Addressing the issue, Keshri Nandan Tiwari, district probation officer of Banda, points out a significant factor contributing to child malnutrition: the lack of a healthy gap between pregnancies. Tiwari stressed the need for awareness and education on proper family planning to ensure both mothers and children’s health.

Raj Kapoor, Bahraich DPO, commended the community’s increasing awareness and the effectiveness of the e-Kavach portal. Kapoor praised the efforts of anganwadi workers, ASHA workers, and auxiliary nurse and midwives (ANMs) in identifying and addressing malnutrition cases. He expressed optimism, stating, “It has been 3-4 months since the e-Kavach portal became active, and we can already see an improved understanding of children’s health among the communities. I believe it will continue to improve.”

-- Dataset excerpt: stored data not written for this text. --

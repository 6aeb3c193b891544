use std::ops::Range;

use crate::segmentation::{
    normalizer::{
        Normalizer,
        EXACT_MARKER,
    },
    tokenizer::split_words,
};

const REGEX_DELIMITER: char = '/';
const ALTERNATION: char = '|';
const LIST_SEPARATOR: char = ',';
const WILDCARD: char = '*';

#[derive(Debug, Clone, Copy, PartialEq, Eq, Hash)]
pub enum RuleKind {
    /// Single normalized word, full match.
    Exact,
    /// `*` expands to any run of word characters, substring search.
    Wildcard,
    /// User regex from `/.../`, substring search.
    Regex,
    /// Several normalized words separated by whitespace, full match.
    Phrase,
}

/// One classified exclusion entry, before compilation.
#[derive(Debug, Clone, PartialEq, Eq)]
pub struct PatternSpec {
    pub entry: String,
    pub pattern: String,
    pub kind: RuleKind,
    /// Entry carried the `!` marker: its words were not reduced, so it is
    /// compared against the lower-cased surface form as well.
    pub exact_form: bool,
}

pub fn parse_exclusion_spec(text: &str, normalizer: &Normalizer) -> Vec<PatternSpec> {
    split_entries(text).iter().filter_map(|entry| classify_entry(entry, normalizer)).collect()
}

/// Splits free-form exclusion text into raw entries.
///
/// Newlines win over parenthesised alternations, which win over `|`, which
/// wins over `,`. Separators inside a `/.../` literal are never structural.
pub fn split_entries(text: &str) -> Vec<String> {
    if text.contains('\n') {
        return text
            .lines()
            .map(str::trim)
            .filter(|line| !line.is_empty())
            .flat_map(split_entries)
            .collect();
    }

    let text = text.trim();
    if text.is_empty() {
        return Vec::new();
    }

    let literals = regex_literal_spans(text);

    if let Some(groups) = alternation_groups(text, &literals) {
        let mut entries = Vec::new();
        let mut cursor = 0;

        for group in groups {
            entries.extend(split_entries(&text[cursor..group.start]));
            for alternative in split_alternatives(&text[group.start + 1..group.end - 1]) {
                entries.extend(split_entries(alternative));
            }
            cursor = group.end;
        }

        entries.extend(split_entries(&text[cursor..]));
        return entries;
    }

    let separator =
        if has_structural(text, ALTERNATION, &literals) { ALTERNATION } else { LIST_SEPARATOR };

    split_structural(text, separator, &literals)
        .into_iter()
        .map(str::trim)
        .filter(|entry| !entry.is_empty())
        .map(str::to_string)
        .collect()
}

pub fn classify_entry(entry: &str, normalizer: &Normalizer) -> Option<PatternSpec> {
    let entry = entry.trim();

    if let Some(inner) = regex_literal(entry) {
        if inner.trim().is_empty() {
            log::debug!("Skipping empty regex entry '{}'", entry);
            return None;
        }
        return Some(PatternSpec {
            entry: entry.to_string(),
            pattern: inner.to_string(),
            kind: RuleKind::Regex,
            exact_form: false,
        });
    }

    let (exact, body) = match entry.strip_prefix(EXACT_MARKER) {
        Some(rest) => (true, rest.trim()),
        None => (false, entry),
    };

    // Words are what the tokenizer yields; an entry without any can never match.
    let words: Vec<&str> = split_words(body).collect();
    if words.is_empty() {
        log::debug!("Skipping exclusion entry '{}' without words", entry);
        return None;
    }

    let (pattern, kind) = if body.contains(WILDCARD) {
        let escaped = regex::escape(&body.to_lowercase()).replace(r"\*", r"\w*");
        (bounded(&escaped), RuleKind::Wildcard)
    } else if words.len() > 1 {
        // "wi-fi" and "24/7" are split by the tokenizer like any other
        // multi-word entry.
        let words: Vec<String> =
            words.iter().map(|word| regex::escape(&normalizer.normalize(word, exact))).collect();
        (bounded(&words.join(r"\s+")), RuleKind::Phrase)
    } else {
        let word = normalizer.normalize(words[0], exact);
        if word.is_empty() {
            return None;
        }
        (bounded(&regex::escape(&word)), RuleKind::Exact)
    };

    log::debug!("Exclusion entry '{}' -> {:?} {}", entry, kind, pattern);

    Some(PatternSpec { entry: entry.to_string(), pattern, kind, exact_form: exact })
}

fn bounded(pattern: &str) -> String {
    format!(r"\b{}\b", pattern)
}

fn regex_literal(entry: &str) -> Option<&str> {
    let inner = entry.strip_prefix(REGEX_DELIMITER)?.strip_suffix(REGEX_DELIMITER)?;
    Some(inner)
}

/// Byte ranges of `/.../` literals that open at the start of an entry.
fn regex_literal_spans(text: &str) -> Vec<Range<usize>> {
    let mut spans = Vec::new();
    let mut at_entry_start = true;
    let mut chars = text.char_indices().peekable();

    while let Some((idx, c)) = chars.next() {
        match c {
            ',' | '|' | '(' | ')' => at_entry_start = true,
            c if c.is_whitespace() => {}
            REGEX_DELIMITER if at_entry_start => {
                let mut escaped = false;
                let mut close = None;
                for (j, d) in chars.by_ref() {
                    if escaped {
                        escaped = false;
                    } else if d == '\\' {
                        escaped = true;
                    } else if d == REGEX_DELIMITER {
                        close = Some(j);
                        break;
                    }
                }

                match close {
                    Some(j) => spans.push(idx..j + REGEX_DELIMITER.len_utf8()),
                    // Unterminated: leave the rest as plain text.
                    None => return spans,
                }
                at_entry_start = false;
            }
            _ => at_entry_start = false,
        }
    }

    spans
}

fn in_literal(idx: usize, literals: &[Range<usize>]) -> bool {
    literals.iter().any(|span| span.contains(&idx))
}

fn has_structural(text: &str, separator: char, literals: &[Range<usize>]) -> bool {
    text.char_indices().any(|(idx, c)| c == separator && !in_literal(idx, literals))
}

fn split_structural<'a>(
    text: &'a str,
    separator: char,
    literals: &[Range<usize>],
) -> Vec<&'a str> {
    let mut parts = Vec::new();
    let mut start = 0;

    for (idx, c) in text.char_indices() {
        if c == separator && !in_literal(idx, literals) {
            parts.push(&text[start..idx]);
            start = idx + c.len_utf8();
        }
    }

    parts.push(&text[start..]);
    parts
}

/// Outermost `(...)` groups outside regex literals, as ranges including both
/// parentheses. Nested groups stay inside their outer group; an unclosed `(`
/// and a stray `)` are plain text. Returns `None` unless at least one group
/// holds an alternation.
fn alternation_groups(text: &str, literals: &[Range<usize>]) -> Option<Vec<Range<usize>>> {
    let mut groups = Vec::new();
    let mut depth = 0usize;
    let mut open = 0usize;

    for (idx, c) in text.char_indices() {
        if in_literal(idx, literals) {
            continue;
        }
        match c {
            '(' => {
                if depth == 0 {
                    open = idx;
                }
                depth += 1;
            }
            ')' if depth > 0 => {
                depth -= 1;
                if depth == 0 {
                    groups.push(open..idx + c.len_utf8());
                }
            }
            _ => {}
        }
    }

    let has_alternation = groups.iter().any(|group| text[group.clone()].contains(ALTERNATION));

    if has_alternation {
        Some(groups)
    } else {
        None
    }
}

/// Splits the inside of a group on `|` at its own top level, leaving nested
/// groups and regex literals whole.
fn split_alternatives(content: &str) -> Vec<&str> {
    let literals = regex_literal_spans(content);
    let mut parts = Vec::new();
    let mut depth = 0usize;
    let mut start = 0;

    for (idx, c) in content.char_indices() {
        if in_literal(idx, &literals) {
            continue;
        }
        match c {
            '(' => depth += 1,
            ')' => depth = depth.saturating_sub(1),
            ALTERNATION if depth == 0 => {
                parts.push(&content[start..idx]);
                start = idx + c.len_utf8();
            }
            _ => {}
        }
    }

    parts.push(&content[start..]);
    parts
}
use std::time::Instant;

use super::MinuswordError;
use crate::{
    analysis::{
        apply_toggle,
        build_frequency_table,
        HierarchyBuilder,
        PhraseTree,
        SelectionQuery,
        SelectionState,
        TermEntry,
        ToggleTarget,
    },
    rules::{
        DroppedRule,
        RuleSet,
    },
    segmentation::{
        normalizer::Normalizer,
        tokenizer::split_words,
    },
};

#[derive(Debug, Clone)]
pub struct ExclusionReport {
    /// Ranked normalized tokens with their counts.
    pub entries: Vec<TermEntry>,
    /// Exclusion entries that failed to compile and were ignored.
    pub dropped: Vec<DroppedRule>,
}

impl ExclusionReport {
    pub fn tokens(&self) -> Vec<String> {
        self.entries.iter().map(|entry| entry.term.clone()).collect()
    }
}

fn ensure_phrases<S: AsRef<str>>(phrases: &[S]) -> Result<(), MinuswordError> {
    if phrases.iter().all(|p| p.as_ref().trim().is_empty()) {
        return Err(MinuswordError::EmptyInput);
    }
    Ok(())
}

pub fn generate_exclusion_report<S: AsRef<str>>(
    phrases: &[S],
    exclusion_spec: &str,
    min_word_length: usize,
    normalizer: &Normalizer,
) -> Result<ExclusionReport, MinuswordError> {
    ensure_phrases(phrases)?;
    let start = Instant::now();

    let rules = RuleSet::from_spec(exclusion_spec, normalizer);
    log::info!("Compiled {} exclusion rules ({} dropped)", rules.len(), rules.dropped().len());

    let table = build_frequency_table(phrases, &rules, min_word_length, normalizer);
    let entries = table.ranked_entries();

    log::info!(
        "Ranked {} tokens from {} phrases ({:.3}s)",
        entries.len(),
        phrases.len(),
        start.elapsed().as_secs_f32()
    );

    Ok(ExclusionReport { entries, dropped: rules.dropped().to_vec() })
}

/// Ranked minus-word candidates for `phrases` after applying `exclusion_spec`.
pub fn generate_exclusion_list<S: AsRef<str>>(
    phrases: &[S],
    exclusion_spec: &str,
    min_word_length: usize,
    normalizer: &Normalizer,
) -> Result<Vec<String>, MinuswordError> {
    Ok(generate_exclusion_report(phrases, exclusion_spec, min_word_length, normalizer)?.tokens())
}

pub fn build_group_tree<S: AsRef<str>>(phrases: &[S]) -> Result<PhraseTree, MinuswordError> {
    ensure_phrases(phrases)?;

    let tree = HierarchyBuilder::build_tree(phrases);
    log::info!("Built {} groups over {} phrases", tree.groups.len(), tree.total_phrases());
    Ok(tree)
}

pub fn toggle_and_query(
    tree: &PhraseTree,
    selection: &mut SelectionState,
    target: ToggleTarget<'_>,
    include: bool,
) -> Result<SelectionQuery, MinuswordError> {
    let changed = apply_toggle(tree, selection, target, include)?;
    log::debug!("Toggle {:?} include={} changed {} phrases", target, include, changed);
    Ok(selection.query(tree))
}

/// Splits phrases into those no rule touches and those at least one rule
/// matches somewhere in the phrase's normalized text.
pub fn partition_phrases<S: AsRef<str>>(
    phrases: &[S],
    rules: &RuleSet,
    normalizer: &Normalizer,
) -> (Vec<String>, Vec<String>) {
    phrases
        .iter()
        .map(|p| p.as_ref().trim())
        .filter(|p| !p.is_empty())
        .map(str::to_string)
        .partition(|phrase| {
            let lower = split_words(phrase).collect::<Vec<_>>().join(" ").to_lowercase();
            !rules.excludes_phrase(&lower, &normalize_phrase(phrase, normalizer))
        })
}

pub fn normalize_phrase(phrase: &str, normalizer: &Normalizer) -> String {
    split_words(phrase).map(|word| normalizer.normalize(word, false)).collect::<Vec<_>>().join(" ")
}

pub fn render_minus_words<S: AsRef<str>>(tokens: &[S], marker: &str) -> Vec<String> {
    tokens.iter().map(|token| format!("{}{}", marker, token.as_ref())).collect()
}
pub mod normalizer;

pub mod tokenizer;

pub use normalizer::{
    IdentityReducer,
    Normalizer,
    Reducer,
    SnowballReducer,
    StemLanguage,
};
pub use tokenizer::{
    extract_tokens,
    split_words,
    Token,
};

Frontline workers like Kamini Verma, a nurse at a district Nutrition Rehabilitation Centre (NRC), continue to face challenges due to poverty and lack of information in remote rural areas. Verma emphasized the need for increased awareness of proper pregnancy care and resources to reduce critical health issues in newborns and children.

While there is progress to celebrate, Uttar Pradesh acknowledges that there is more work to be done, especially in specific districts that require heightened attention. As of 2020, the state had the highest number of children affected by Severe Acute Malnutrition (SAM) under the age of six, with rural areas facing greater challenges in accessing healthcare. Nevertheless, with continued efforts and focused interventions, Uttar Pradesh is determined to improve child nutrition and ensure a brighter future for its children.